Report only the number of lines below in which the string "ReplaySource" appears.

[[ Excerpted data open ]]

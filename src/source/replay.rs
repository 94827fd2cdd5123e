//! Trace replay
//!
//! Plays a recorded trace back in a loop, one sample per tick. Emitted
//! timestamps are shifted onto the wall clock:
//!
//! ```text
//! wall_ts = anchor + (trace_ts - trace_base_ts)
//! ```
//!
//! `anchor` starts at the playback start time. Each time the cursor wraps
//! to the beginning of the trace it moves to one tick after the last
//! emitted timestamp, so looped playback keeps moving forward in time.
//!
//! Samples are emitted at the fixed tick rate whatever the recorded spacing
//! was; only the timestamps carry the recorded timing.

use std::time::Duration;

use tokio::time::MissedTickBehavior;

use crate::error::Result;
use crate::hub::BroadcastHub;
use crate::sample::{unix_now, Sample};
use crate::trace::Trace;

/// Re-timing cursor over a trace
#[derive(Debug, Clone)]
pub struct ReplayClock {
    trace: Trace,
    /// Samples emitted so far; the trace index is `cursor % len`
    cursor: u64,
    base_ts: f64,
    anchor: f64,
    last_emitted: f64,
    tick: f64,
}

impl ReplayClock {
    /// Start playback of `trace` at wall-clock time `playback_start`
    pub fn new(trace: Trace, playback_start: f64, tick: Duration) -> Self {
        let base_ts = trace.base_timestamp();
        Self {
            trace,
            cursor: 0,
            base_ts,
            anchor: playback_start,
            last_emitted: playback_start,
            tick: tick.as_secs_f64(),
        }
    }

    /// Number of samples emitted so far
    pub fn emitted(&self) -> u64 {
        self.cursor
    }

    /// Number of completed passes over the trace
    pub fn passes(&self) -> u64 {
        self.cursor / self.trace.len() as u64
    }

    /// Produce the next re-timed sample
    pub fn next_sample(&mut self) -> Sample {
        let len = self.trace.len() as u64;
        let index = (self.cursor % len) as usize;

        if index == 0 && self.cursor > 0 {
            self.anchor = self.last_emitted + self.tick;
        }

        let recorded = &self.trace.samples()[index];
        let ts = self.anchor + (recorded.timestamp - self.base_ts);

        self.cursor += 1;
        self.last_emitted = ts;
        recorded.retimed(ts)
    }
}

/// Sample source backed by a recorded trace
pub struct ReplaySource {
    trace: Trace,
    tick: Duration,
    clock: Option<ReplayClock>,
}

impl ReplaySource {
    /// Create a replay source for a loaded trace
    pub fn new(trace: Trace, tick: Duration) -> Self {
        Self {
            trace,
            tick,
            clock: None,
        }
    }

    /// Load the trace at `path` and create a replay source for it
    pub async fn open(path: impl AsRef<std::path::Path>, tick: Duration) -> Result<Self> {
        let trace = Trace::load(path.as_ref()).await?;
        tracing::info!(
            path = %path.as_ref().display(),
            samples = trace.len(),
            span_secs = trace.span(),
            "Trace loaded"
        );
        Ok(Self::new(trace, tick))
    }

    /// The trace being replayed
    pub fn trace(&self) -> &Trace {
        &self.trace
    }

    /// Samples emitted so far
    pub fn emitted(&self) -> u64 {
        self.clock.as_ref().map_or(0, ReplayClock::emitted)
    }

    /// Emit samples until cancelled
    ///
    /// Playback time is anchored on the first call; calling `run` again
    /// after cancellation resumes where it left off.
    pub async fn run(&mut self, hub: &BroadcastHub) -> Result<()> {
        let tick = self.tick;
        let trace = &self.trace;
        let clock = self
            .clock
            .get_or_insert_with(|| ReplayClock::new(trace.clone(), unix_now(), tick));

        let mut ticker = tokio::time::interval(tick);
        ticker.set_missed_tick_behavior(MissedTickBehavior::Delay);

        loop {
            ticker.tick().await;

            let sample = clock.next_sample();
            hub.publish(&sample)?;

            if clock.emitted() % self.trace.len() as u64 == 0 {
                tracing::debug!(passes = clock.passes(), "Replay wrapped");
            }
        }
    }
}
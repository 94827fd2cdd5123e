//! Live sensor source
//!
//! Finds the configured device, subscribes to its measurement
//! characteristic and turns every notification into a sample stamped with
//! the capture time. Each sample is recorded before it is published.

use std::time::Duration;

use bytes::Bytes;
use tokio::sync::mpsc;

use crate::error::{Error, Result};
use crate::hub::BroadcastHub;
use crate::sample::Sample;
use crate::trace::{Recording, TraceRecorder};

use super::sensor::{SensorLink, HEART_RATE_MEASUREMENT_UUID};

/// Which device and characteristic to listen to
#[derive(Debug, Clone)]
pub struct LiveSettings {
    /// Advertised device name
    pub device_name: String,
    /// Characteristic delivering measurements
    pub characteristic: String,
    /// Bound on device discovery
    pub discovery_timeout: Duration,
    /// Bound on connection setup
    pub connect_timeout: Duration,
}

impl LiveSettings {
    /// Settings for the heart-rate measurement characteristic of `device_name`
    pub fn new(device_name: impl Into<String>) -> Self {
        Self {
            device_name: device_name.into(),
            characteristic: HEART_RATE_MEASUREMENT_UUID.to_string(),
            discovery_timeout: Duration::from_secs(10),
            connect_timeout: Duration::from_secs(120),
        }
    }
}

/// Sample source backed by a sensor notification feed
pub struct LiveSource<L: SensorLink> {
    link: L,
    settings: LiveSettings,
    recorder: Option<TraceRecorder>,
    /// Kept alive for the duration of the session
    connection: Option<L::Connection>,
    notifications: Option<mpsc::Receiver<Bytes>>,
    received: u64,
}

impl<L: SensorLink> LiveSource<L> {
    /// Create a live source that records into `recorder`
    pub fn new(link: L, settings: LiveSettings, recorder: TraceRecorder) -> Self {
        Self {
            link,
            settings,
            recorder: Some(recorder),
            connection: None,
            notifications: None,
            received: 0,
        }
    }

    /// Settings in use
    pub fn settings(&self) -> &LiveSettings {
        &self.settings
    }

    /// Notifications received so far
    pub fn received(&self) -> u64 {
        self.received
    }

    /// Discover, connect and subscribe
    async fn open(&mut self) -> Result<mpsc::Receiver<Bytes>> {
        let name = self.settings.device_name.clone();

        tracing::info!(device = %name, "Discovering");
        let timeout = self.settings.discovery_timeout;
        let found = tokio::time::timeout(timeout, self.link.discover(&name, timeout)).await;
        let device = match found {
            Ok(Ok(Some(device))) => device,
            Ok(Ok(None)) | Err(_) => return Err(Error::DeviceNotFound { name, timeout }),
            Ok(Err(e)) => return Err(e),
        };
        tracing::info!(device = ?device, "Found device");

        tracing::info!("Connecting");
        let connect_timeout = self.settings.connect_timeout;
        let connected = tokio::time::timeout(connect_timeout, self.link.connect(device)).await;
        let mut connection = match connected {
            Ok(result) => result?,
            Err(_) => {
                return Err(Error::ConnectionFailed {
                    name,
                    reason: format!("timed out after {:?}", connect_timeout),
                })
            }
        };

        let notifications = self
            .link
            .subscribe(&mut connection, &self.settings.characteristic)
            .await?;
        self.connection = Some(connection);

        tracing::info!(device = %name, "Connected, listening for heart rate data");
        Ok(notifications)
    }

    /// Receive notifications until cancelled or the link drops
    ///
    /// Never returns `Ok`: a closed notification feed is `ConnectionLost`.
    pub async fn run(&mut self, hub: &BroadcastHub) -> Result<()> {
        if self.notifications.is_none() {
            self.notifications = Some(self.open().await?);
        }

        loop {
            let payload = match self.notifications.as_mut() {
                Some(rx) => rx.recv().await,
                None => None,
            };

            match payload {
                Some(payload) => self.on_notification(hub, payload)?,
                None => {
                    self.notifications = None;
                    self.connection = None;
                    return Err(Error::ConnectionLost(format!(
                        "notifications from '{}' stopped",
                        self.settings.device_name
                    )));
                }
            }
        }
    }

    fn on_notification(&mut self, hub: &BroadcastHub, payload: Bytes) -> Result<()> {
        let sample = Sample::now(payload);
        self.received += 1;

        match sample.heart_rate() {
            Some(bpm) => tracing::info!(bpm, "Heart rate"),
            None => tracing::debug!(len = sample.payload.len(), "Short notification"),
        }

        if let Some(recorder) = self.recorder.as_mut() {
            recorder.record(&sample)?;
        }

        hub.publish(&sample)?;
        Ok(())
    }

    /// Disconnect and write the recording
    pub fn finish(&mut self) -> Result<Option<Recording>> {
        self.notifications = None;
        self.connection = None;
        self.recorder.take().map(TraceRecorder::finish).transpose()
    }
}
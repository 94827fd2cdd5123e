//! Broadcast hub implementation
//!
//! The hub owns the subscriber set and fans every published sample out to
//! all subscribers registered at the time of publishing.

use std::collections::HashMap;
use std::sync::atomic::{AtomicU64, Ordering};
use std::sync::Arc;
use std::time::Instant;

use bytes::Bytes;
use tokio::io::{AsyncRead, AsyncWrite};
use tokio::sync::{broadcast, watch, RwLock};

use crate::error::Result;
use crate::protocol::encode;
use crate::sample::Sample;

use super::config::HubConfig;
use super::stats::{HubCounters, HubStats};
use super::subscriber::{Delivery, DropReason, SubscriberEntry, SubscriberId, SubscriberInfo};

/// Fan-out point between the sample source and the subscribers
///
/// Publishing never waits on a subscriber: each subscriber has its own
/// bounded queue and delivery task. The subscriber map is only mutated
/// under its lock (adds from the listener, removes from delivery tasks).
pub struct BroadcastHub {
    /// Encoded frames, one receiver per subscriber
    tx: broadcast::Sender<Bytes>,

    /// Registered subscribers
    subscribers: RwLock<HashMap<SubscriberId, SubscriberEntry>>,

    next_id: AtomicU64,

    /// Set to true once on shutdown
    shutdown: watch::Sender<bool>,

    counters: HubCounters,

    config: HubConfig,
}

impl BroadcastHub {
    /// Create a new hub with default configuration
    pub fn new() -> Self {
        Self::with_config(HubConfig::default())
    }

    /// Create a new hub with custom configuration
    pub fn with_config(config: HubConfig) -> Self {
        let (tx, _) = broadcast::channel(config.subscriber_queue);
        let (shutdown, _) = watch::channel(false);

        Self {
            tx,
            subscribers: RwLock::new(HashMap::new()),
            next_id: AtomicU64::new(1),
            shutdown,
            counters: HubCounters::default(),
            config,
        }
    }

    /// Get the hub configuration
    pub fn config(&self) -> &HubConfig {
        &self.config
    }

    /// Register a new subscriber connection
    ///
    /// The subscriber receives every sample published after this call
    /// returns, in publish order. Returns `None` if the hub has shut down.
    pub async fn register<S>(self: &Arc<Self>, peer: impl Into<String>, stream: S) -> Option<SubscriberId>
    where
        S: AsyncRead + AsyncWrite + Unpin + Send + 'static,
    {
        let peer = peer.into();

        // Held across spawn + insert so the task cannot remove itself
        // before its entry exists.
        let mut subscribers = self.subscribers.write().await;

        if *self.shutdown.borrow() {
            tracing::debug!(peer = %peer, "Subscriber rejected: hub shut down");
            return None;
        }

        let id = self.next_id.fetch_add(1, Ordering::Relaxed);
        let delivery = Delivery {
            id,
            stream,
            frames: self.tx.subscribe(),
            shutdown: self.shutdown.subscribe(),
            write_timeout: self.config.write_timeout,
        };

        let task = tokio::spawn(delivery.run(Arc::clone(self)));

        subscribers.insert(
            id,
            SubscriberEntry {
                info: SubscriberInfo {
                    id,
                    peer: peer.clone(),
                    registered_at: Instant::now(),
                },
                task,
            },
        );
        self.counters.on_register();

        tracing::info!(
            subscriber_id = id,
            peer = %peer,
            subscribers = subscribers.len(),
            "Subscriber added"
        );

        Some(id)
    }

    /// Deliver a sample to every registered subscriber
    ///
    /// Returns the number of subscriber queues the frame was placed on.
    /// Subscriber failures never surface here.
    pub fn publish(&self, sample: &Sample) -> Result<usize> {
        let frame = encode(sample)?;
        self.counters.on_publish();

        // send() fails only when there are no receivers
        let queued = self.tx.send(frame).unwrap_or(0);

        tracing::trace!(
            timestamp = sample.timestamp,
            subscribers = queued,
            "Sample published"
        );

        Ok(queued)
    }

    /// Explicitly disconnect a subscriber
    pub async fn disconnect(&self, id: SubscriberId) -> bool {
        let entry = self.subscribers.write().await.remove(&id);

        match entry {
            Some(entry) => {
                entry.task.abort();
                self.counters.on_drop();
                tracing::info!(
                    subscriber_id = id,
                    peer = %entry.info.peer,
                    reason = %DropReason::Removed,
                    "Subscriber dropped"
                );
                true
            }
            None => false,
        }
    }

    /// Remove a subscriber whose delivery task has ended
    pub(super) async fn remove(&self, id: SubscriberId, reason: DropReason) {
        let entry = self.subscribers.write().await.remove(&id);

        let Some(entry) = entry else {
            // Already removed by disconnect() or shutdown()
            return;
        };

        if reason.is_drop() {
            self.counters.on_drop();
            tracing::info!(
                subscriber_id = id,
                peer = %entry.info.peer,
                reason = %reason,
                "Subscriber dropped"
            );
        } else {
            tracing::debug!(subscriber_id = id, peer = %entry.info.peer, "Subscriber closed");
        }
    }

    /// Number of registered subscribers
    pub async fn subscriber_count(&self) -> usize {
        self.subscribers.read().await.len()
    }

    /// Snapshot of the registered subscribers
    pub async fn subscribers(&self) -> Vec<SubscriberInfo> {
        let mut list: Vec<SubscriberInfo> = self
            .subscribers
            .read()
            .await
            .values()
            .map(|entry| entry.info.clone())
            .collect();
        list.sort_by_key(|info| info.id);
        list
    }

    /// Get hub statistics
    pub async fn stats(&self) -> HubStats {
        let active = self.subscriber_count().await;
        self.counters.snapshot(active)
    }

    pub(super) fn counters(&self) -> &HubCounters {
        &self.counters
    }

    /// Whether `shutdown` has been called
    pub fn is_shut_down(&self) -> bool {
        *self.shutdown.borrow()
    }

    /// Close every subscriber connection and wait for the delivery tasks
    ///
    /// Later registrations are refused.
    pub async fn shutdown(&self) {
        let entries: Vec<SubscriberEntry> = {
            let mut subscribers = self.subscribers.write().await;
            self.shutdown.send_replace(true);
            subscribers.drain().map(|(_, entry)| entry).collect()
        };

        let count = entries.len();
        for entry in entries {
            if let Err(e) = entry.task.await {
                tracing::debug!(subscriber_id = entry.info.id, error = %e, "Delivery task ended abnormally");
            }
        }

        tracing::info!(closed = count, "Broadcast hub shut down");
    }
}

impl Default for BroadcastHub {
    fn default() -> Self {
        Self::new()
    }
}
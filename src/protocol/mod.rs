//! Wire protocol
//!
//! Every record on the wire (and in a trace file) is a serialized
//! `(timestamp, payload)` pair. On the wire each record is preceded by its
//! length:
//!
//! ```text
//! +----------------------+---------------------------+
//! | Length (4 bytes, BE) | MessagePack record (N)    |
//! +----------------------+---------------------------+
//! ```
//!
//! There is no handshake and no acknowledgement. The server starts pushing
//! frames as soon as a subscriber connects; closing either side ends the
//! stream.

pub mod codec;
pub mod constants;

pub use codec::{decode_record, encode, encode_record, read_frame, write_frame, FrameDecoder};
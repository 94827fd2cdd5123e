//! Session lifecycle
//!
//! A session owns one listener, one hub and one sample source. The
//! controller opens them in order and tears them down together.

pub mod controller;
pub mod state;

pub use controller::{Session, SessionController, SessionReport};
pub use state::{SessionPhase, SessionState};
//! Broadcast hub for sample fan-out
//!
//! The hub takes samples from the single producer and pushes them to every
//! connected subscriber. It uses `tokio::sync::broadcast` so that each
//! sample is encoded once and shared by all subscriber queues.
//!
//! # Architecture
//!
//! ```text
//!                        Arc<BroadcastHub>
//!                 ┌─────────────────────────────┐
//!   publish() ──► │ tx: broadcast::Sender<Bytes>│
//!                 │ subscribers: HashMap<Id,    │
//!                 │   SubscriberEntry>          │
//!                 └──────────────┬──────────────┘
//!                                │
//!          ┌─────────────────────┼─────────────────────┐
//!          ▼                     ▼                     ▼
//!    [Delivery task]       [Delivery task]       [Delivery task]
//!    frames.recv()         frames.recv()         frames.recv()
//!          │                     │                     │
//!          ▼                     ▼                     ▼
//!         TCP                   TCP                   TCP
//! ```
//!
//! A subscriber whose write fails, whose queue overflows, or whose peer
//! hangs up is removed. The publisher is never told and never waits.

pub mod config;
pub mod stats;
pub mod store;
pub mod subscriber;

pub use config::HubConfig;
pub use stats::HubStats;
pub use store::BroadcastHub;
pub use subscriber::{DropReason, SubscriberId, SubscriberInfo};
//! Protocol constants

use std::time::Duration;

/// Default subscriber listener port
pub const DEFAULT_PORT: u16 = 8888;

/// Size of the big-endian length prefix in front of every frame
pub const LENGTH_PREFIX_SIZE: usize = 4;

/// Largest record the length prefix can describe
pub const MAX_RECORD_SIZE: usize = u32::MAX as usize;

/// Interval between replayed samples
pub const DEFAULT_REPLAY_TICK: Duration = Duration::from_millis(100);
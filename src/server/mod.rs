//! Subscriber-facing server pieces

pub mod config;
pub mod listener;

pub use config::{SessionConfig, SourceMode, DEFAULT_DEVICE_NAME};
pub use listener::SubscriberListener;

[[ Excerpted data closed ]]

*Result of this task*:
2